:: Try it ::
Which lines below mention "String"? Pick each one out.

-------

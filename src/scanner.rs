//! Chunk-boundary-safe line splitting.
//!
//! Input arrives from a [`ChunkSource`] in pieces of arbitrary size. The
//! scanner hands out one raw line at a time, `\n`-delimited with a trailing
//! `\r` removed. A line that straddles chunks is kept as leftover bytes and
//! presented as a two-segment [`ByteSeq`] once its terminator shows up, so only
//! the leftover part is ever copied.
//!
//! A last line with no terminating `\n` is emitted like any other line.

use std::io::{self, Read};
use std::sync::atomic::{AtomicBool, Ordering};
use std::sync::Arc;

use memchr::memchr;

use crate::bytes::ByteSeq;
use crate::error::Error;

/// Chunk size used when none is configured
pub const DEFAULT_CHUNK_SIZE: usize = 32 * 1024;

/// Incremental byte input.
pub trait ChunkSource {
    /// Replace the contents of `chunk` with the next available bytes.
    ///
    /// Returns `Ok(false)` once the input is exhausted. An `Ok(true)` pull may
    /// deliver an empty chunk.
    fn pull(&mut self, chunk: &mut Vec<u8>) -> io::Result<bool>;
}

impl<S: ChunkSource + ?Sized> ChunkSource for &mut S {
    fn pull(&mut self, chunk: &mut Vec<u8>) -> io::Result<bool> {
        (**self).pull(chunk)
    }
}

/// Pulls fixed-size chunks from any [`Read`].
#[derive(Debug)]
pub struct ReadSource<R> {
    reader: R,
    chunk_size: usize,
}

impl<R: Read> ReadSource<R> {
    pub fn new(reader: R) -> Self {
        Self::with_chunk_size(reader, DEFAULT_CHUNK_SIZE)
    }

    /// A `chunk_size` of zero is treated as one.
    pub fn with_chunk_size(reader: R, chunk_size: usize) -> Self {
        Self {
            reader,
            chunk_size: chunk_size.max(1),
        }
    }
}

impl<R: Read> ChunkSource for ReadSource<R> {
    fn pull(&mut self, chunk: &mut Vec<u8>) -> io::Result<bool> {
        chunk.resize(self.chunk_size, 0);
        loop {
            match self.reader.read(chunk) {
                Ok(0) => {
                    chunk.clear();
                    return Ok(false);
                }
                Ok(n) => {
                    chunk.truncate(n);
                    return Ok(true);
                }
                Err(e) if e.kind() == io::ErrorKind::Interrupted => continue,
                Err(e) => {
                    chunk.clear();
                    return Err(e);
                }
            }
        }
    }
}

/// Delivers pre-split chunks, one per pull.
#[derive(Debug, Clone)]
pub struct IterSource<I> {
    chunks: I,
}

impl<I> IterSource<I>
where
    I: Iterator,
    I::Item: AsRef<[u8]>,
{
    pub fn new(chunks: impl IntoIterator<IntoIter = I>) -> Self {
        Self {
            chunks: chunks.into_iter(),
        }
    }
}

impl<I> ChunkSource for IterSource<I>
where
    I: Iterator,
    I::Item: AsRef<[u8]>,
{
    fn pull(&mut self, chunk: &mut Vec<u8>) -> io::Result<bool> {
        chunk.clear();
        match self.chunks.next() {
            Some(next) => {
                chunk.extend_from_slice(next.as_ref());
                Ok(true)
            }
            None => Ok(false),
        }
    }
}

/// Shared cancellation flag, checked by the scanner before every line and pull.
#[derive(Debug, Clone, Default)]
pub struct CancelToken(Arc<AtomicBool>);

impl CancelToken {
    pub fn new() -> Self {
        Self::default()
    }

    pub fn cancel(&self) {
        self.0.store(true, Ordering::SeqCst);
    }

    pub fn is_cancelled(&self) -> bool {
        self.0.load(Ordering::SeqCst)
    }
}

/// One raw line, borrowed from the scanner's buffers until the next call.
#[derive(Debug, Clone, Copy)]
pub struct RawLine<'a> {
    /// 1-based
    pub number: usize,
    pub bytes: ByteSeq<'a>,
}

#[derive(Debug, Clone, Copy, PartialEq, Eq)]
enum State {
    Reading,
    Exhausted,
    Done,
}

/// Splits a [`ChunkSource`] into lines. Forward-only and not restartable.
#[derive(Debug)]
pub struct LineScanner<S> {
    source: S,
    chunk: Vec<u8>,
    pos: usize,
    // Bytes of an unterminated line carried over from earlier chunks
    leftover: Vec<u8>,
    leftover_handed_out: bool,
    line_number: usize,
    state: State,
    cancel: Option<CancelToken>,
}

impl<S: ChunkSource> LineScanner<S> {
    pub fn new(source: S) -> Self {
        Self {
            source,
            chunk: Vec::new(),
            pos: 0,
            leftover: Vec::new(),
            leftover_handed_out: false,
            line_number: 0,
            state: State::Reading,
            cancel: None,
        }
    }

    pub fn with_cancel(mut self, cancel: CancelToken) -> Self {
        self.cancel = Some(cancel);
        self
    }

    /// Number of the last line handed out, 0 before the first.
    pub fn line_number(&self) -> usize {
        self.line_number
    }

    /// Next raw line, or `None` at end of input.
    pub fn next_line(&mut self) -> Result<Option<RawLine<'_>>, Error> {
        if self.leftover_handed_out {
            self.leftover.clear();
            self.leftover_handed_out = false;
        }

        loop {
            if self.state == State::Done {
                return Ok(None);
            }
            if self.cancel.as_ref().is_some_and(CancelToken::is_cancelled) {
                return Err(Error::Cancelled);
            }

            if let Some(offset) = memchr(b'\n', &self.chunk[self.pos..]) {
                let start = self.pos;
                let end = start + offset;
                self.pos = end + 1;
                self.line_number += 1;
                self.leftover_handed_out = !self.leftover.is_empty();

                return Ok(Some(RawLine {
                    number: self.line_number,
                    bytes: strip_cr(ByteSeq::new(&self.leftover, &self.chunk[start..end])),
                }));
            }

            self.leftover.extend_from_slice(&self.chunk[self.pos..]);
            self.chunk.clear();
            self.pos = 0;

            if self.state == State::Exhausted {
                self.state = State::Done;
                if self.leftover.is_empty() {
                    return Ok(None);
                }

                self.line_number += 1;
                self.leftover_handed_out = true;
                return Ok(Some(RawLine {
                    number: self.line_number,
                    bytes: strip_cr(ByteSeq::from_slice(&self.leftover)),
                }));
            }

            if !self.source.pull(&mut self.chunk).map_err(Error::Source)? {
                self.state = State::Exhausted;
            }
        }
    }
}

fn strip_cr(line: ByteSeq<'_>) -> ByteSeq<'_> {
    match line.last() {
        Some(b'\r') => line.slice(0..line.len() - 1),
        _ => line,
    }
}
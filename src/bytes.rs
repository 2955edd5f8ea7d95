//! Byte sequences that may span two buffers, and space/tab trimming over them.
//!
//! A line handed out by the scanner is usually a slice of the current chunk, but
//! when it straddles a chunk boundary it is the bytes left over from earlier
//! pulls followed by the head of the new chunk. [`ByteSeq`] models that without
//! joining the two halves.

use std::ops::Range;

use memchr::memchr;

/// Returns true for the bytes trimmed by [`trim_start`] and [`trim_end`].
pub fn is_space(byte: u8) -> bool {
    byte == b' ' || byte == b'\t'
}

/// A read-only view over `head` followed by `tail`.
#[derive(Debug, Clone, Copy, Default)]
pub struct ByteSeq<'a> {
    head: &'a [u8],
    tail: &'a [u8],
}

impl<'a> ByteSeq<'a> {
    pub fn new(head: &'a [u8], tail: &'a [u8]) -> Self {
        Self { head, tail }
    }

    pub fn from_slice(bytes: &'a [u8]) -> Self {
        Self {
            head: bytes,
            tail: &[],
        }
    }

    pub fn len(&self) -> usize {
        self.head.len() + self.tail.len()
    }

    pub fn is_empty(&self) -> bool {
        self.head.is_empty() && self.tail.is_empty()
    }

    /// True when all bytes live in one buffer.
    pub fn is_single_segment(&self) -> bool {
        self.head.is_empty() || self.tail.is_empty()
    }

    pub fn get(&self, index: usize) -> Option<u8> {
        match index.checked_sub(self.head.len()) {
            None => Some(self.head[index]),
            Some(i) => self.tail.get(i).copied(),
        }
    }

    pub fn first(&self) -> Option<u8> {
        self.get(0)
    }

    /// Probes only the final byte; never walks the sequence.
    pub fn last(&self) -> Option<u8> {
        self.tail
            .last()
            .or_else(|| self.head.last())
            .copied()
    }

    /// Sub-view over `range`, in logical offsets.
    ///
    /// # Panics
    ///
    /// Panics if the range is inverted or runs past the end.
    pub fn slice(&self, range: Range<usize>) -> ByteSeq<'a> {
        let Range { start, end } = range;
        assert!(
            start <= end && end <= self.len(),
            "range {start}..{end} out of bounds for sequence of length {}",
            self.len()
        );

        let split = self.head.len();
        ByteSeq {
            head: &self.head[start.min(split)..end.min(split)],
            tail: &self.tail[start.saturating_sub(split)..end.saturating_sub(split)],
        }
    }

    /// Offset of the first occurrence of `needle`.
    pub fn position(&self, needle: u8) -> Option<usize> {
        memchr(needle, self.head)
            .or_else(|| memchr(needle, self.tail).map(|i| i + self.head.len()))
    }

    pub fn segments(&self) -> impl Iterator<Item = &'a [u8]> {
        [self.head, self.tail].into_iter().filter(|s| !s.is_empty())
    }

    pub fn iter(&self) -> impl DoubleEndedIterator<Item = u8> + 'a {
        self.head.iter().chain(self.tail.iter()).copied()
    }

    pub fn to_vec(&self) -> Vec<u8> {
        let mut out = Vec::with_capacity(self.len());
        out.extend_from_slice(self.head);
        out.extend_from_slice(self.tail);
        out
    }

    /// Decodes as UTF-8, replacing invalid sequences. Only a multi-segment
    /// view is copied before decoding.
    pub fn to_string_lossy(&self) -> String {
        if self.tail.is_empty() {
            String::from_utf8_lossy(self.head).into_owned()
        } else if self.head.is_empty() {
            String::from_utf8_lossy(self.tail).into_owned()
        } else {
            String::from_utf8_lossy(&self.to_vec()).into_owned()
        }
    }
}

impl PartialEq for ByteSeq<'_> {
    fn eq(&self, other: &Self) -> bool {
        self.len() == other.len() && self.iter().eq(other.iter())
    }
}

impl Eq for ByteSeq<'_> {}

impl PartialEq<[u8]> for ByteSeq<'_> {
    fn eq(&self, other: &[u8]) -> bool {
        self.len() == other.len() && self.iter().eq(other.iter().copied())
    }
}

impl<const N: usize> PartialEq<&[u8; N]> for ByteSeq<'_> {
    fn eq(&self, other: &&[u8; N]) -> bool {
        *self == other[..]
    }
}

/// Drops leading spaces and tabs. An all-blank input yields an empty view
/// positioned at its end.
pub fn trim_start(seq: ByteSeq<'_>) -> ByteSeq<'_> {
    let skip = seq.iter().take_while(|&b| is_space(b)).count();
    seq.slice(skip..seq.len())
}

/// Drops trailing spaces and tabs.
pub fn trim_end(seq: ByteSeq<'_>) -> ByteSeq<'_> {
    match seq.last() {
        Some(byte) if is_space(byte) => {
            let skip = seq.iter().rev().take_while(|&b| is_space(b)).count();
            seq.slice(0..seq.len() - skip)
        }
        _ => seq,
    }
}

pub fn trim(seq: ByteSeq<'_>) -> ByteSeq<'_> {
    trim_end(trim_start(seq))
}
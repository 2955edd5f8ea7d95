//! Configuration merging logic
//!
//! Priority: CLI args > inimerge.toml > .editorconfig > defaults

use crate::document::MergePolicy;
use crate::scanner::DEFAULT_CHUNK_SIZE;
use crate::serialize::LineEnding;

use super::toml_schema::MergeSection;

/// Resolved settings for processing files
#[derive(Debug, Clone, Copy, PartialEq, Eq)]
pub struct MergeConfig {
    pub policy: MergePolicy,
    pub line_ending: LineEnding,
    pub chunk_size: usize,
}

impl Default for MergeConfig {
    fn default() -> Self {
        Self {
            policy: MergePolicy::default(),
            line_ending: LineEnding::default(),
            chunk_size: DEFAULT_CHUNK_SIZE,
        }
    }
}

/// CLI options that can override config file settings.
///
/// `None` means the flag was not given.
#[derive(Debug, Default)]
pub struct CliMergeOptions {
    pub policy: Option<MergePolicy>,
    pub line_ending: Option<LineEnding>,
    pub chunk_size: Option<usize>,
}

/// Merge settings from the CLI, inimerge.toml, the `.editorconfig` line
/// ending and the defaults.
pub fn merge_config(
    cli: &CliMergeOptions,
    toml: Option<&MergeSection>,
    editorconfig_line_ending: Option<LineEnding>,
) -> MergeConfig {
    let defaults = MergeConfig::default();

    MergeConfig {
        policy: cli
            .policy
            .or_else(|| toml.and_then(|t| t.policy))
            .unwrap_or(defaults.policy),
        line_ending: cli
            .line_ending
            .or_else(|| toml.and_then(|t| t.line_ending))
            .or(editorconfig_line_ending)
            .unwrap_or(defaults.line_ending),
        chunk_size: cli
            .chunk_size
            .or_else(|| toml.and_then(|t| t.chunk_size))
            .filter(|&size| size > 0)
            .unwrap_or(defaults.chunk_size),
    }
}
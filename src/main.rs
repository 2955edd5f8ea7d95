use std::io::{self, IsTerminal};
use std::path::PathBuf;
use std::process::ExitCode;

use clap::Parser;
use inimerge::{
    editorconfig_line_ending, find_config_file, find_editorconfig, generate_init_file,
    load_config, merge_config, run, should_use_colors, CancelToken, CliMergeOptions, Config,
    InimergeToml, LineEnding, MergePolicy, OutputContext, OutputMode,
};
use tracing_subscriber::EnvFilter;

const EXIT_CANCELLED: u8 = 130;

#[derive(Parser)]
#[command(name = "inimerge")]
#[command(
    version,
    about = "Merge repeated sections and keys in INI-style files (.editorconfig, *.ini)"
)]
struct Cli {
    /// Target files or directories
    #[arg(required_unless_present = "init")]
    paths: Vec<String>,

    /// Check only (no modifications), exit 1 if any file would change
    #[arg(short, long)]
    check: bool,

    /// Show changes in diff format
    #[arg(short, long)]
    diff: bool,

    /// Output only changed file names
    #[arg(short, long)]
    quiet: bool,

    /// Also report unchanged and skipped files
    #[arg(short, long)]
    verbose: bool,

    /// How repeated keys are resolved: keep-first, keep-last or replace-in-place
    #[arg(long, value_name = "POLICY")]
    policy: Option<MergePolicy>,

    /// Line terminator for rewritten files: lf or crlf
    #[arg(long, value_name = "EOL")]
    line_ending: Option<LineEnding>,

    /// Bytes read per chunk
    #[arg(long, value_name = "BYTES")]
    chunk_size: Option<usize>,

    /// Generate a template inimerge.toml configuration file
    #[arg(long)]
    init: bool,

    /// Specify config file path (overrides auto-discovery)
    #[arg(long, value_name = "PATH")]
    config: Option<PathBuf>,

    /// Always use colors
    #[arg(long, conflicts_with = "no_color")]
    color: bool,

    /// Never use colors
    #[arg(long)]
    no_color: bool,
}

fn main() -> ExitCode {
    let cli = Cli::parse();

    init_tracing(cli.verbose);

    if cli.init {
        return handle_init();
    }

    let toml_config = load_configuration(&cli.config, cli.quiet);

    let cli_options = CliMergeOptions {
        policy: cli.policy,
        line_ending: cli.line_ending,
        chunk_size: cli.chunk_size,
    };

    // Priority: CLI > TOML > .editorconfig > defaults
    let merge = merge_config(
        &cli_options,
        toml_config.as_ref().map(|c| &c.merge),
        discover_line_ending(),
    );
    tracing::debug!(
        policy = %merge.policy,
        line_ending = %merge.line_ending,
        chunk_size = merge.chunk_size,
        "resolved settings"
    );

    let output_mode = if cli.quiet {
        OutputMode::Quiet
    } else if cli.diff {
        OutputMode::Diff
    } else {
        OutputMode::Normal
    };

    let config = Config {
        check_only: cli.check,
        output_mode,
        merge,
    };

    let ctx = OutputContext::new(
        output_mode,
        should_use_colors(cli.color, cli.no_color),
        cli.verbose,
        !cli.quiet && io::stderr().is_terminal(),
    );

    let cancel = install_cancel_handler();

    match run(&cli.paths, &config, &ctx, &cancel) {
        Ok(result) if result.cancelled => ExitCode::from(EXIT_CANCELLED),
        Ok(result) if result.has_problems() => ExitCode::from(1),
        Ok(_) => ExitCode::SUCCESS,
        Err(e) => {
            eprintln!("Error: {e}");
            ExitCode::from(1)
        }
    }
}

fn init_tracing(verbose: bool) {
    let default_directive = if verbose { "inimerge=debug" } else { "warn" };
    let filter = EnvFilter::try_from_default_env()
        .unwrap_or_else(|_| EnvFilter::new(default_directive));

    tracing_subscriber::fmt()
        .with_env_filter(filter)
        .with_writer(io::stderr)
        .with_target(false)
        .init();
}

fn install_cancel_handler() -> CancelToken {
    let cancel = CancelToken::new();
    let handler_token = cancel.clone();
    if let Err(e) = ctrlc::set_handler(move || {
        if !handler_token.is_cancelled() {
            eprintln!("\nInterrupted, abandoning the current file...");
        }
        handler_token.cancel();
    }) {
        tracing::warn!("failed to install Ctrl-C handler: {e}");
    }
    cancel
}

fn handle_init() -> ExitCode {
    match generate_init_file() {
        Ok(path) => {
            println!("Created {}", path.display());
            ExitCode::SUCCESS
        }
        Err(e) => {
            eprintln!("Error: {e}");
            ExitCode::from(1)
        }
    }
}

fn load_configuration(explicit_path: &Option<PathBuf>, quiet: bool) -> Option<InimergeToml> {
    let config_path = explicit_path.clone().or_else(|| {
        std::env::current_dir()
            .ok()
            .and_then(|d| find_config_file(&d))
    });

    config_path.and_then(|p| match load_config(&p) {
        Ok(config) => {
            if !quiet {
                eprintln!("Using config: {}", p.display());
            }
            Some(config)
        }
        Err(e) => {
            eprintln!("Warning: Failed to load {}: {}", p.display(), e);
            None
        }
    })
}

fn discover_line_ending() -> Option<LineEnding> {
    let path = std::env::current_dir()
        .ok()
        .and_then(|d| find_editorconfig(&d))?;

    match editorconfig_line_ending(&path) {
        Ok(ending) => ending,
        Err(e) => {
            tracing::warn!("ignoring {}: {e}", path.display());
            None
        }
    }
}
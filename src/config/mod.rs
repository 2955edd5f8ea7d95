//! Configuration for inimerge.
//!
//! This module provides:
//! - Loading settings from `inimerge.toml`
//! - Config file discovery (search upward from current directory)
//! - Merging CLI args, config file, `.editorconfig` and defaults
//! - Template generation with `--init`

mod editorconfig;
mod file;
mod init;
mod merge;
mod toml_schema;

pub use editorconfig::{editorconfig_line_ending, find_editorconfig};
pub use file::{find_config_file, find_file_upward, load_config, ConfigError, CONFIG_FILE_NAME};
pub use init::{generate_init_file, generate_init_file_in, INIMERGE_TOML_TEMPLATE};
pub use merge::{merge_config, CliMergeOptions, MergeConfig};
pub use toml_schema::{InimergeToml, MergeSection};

-------

:: Answer box ::
    pub fn to_string_lossy(&self) -> String {
            String::from_utf8_lossy(self.head).into_owned()
            String::from_utf8_lossy(self.tail).into_owned()
            String::from_utf8_lossy(&self.to_vec()).into_owned()
    paths: Vec<String>,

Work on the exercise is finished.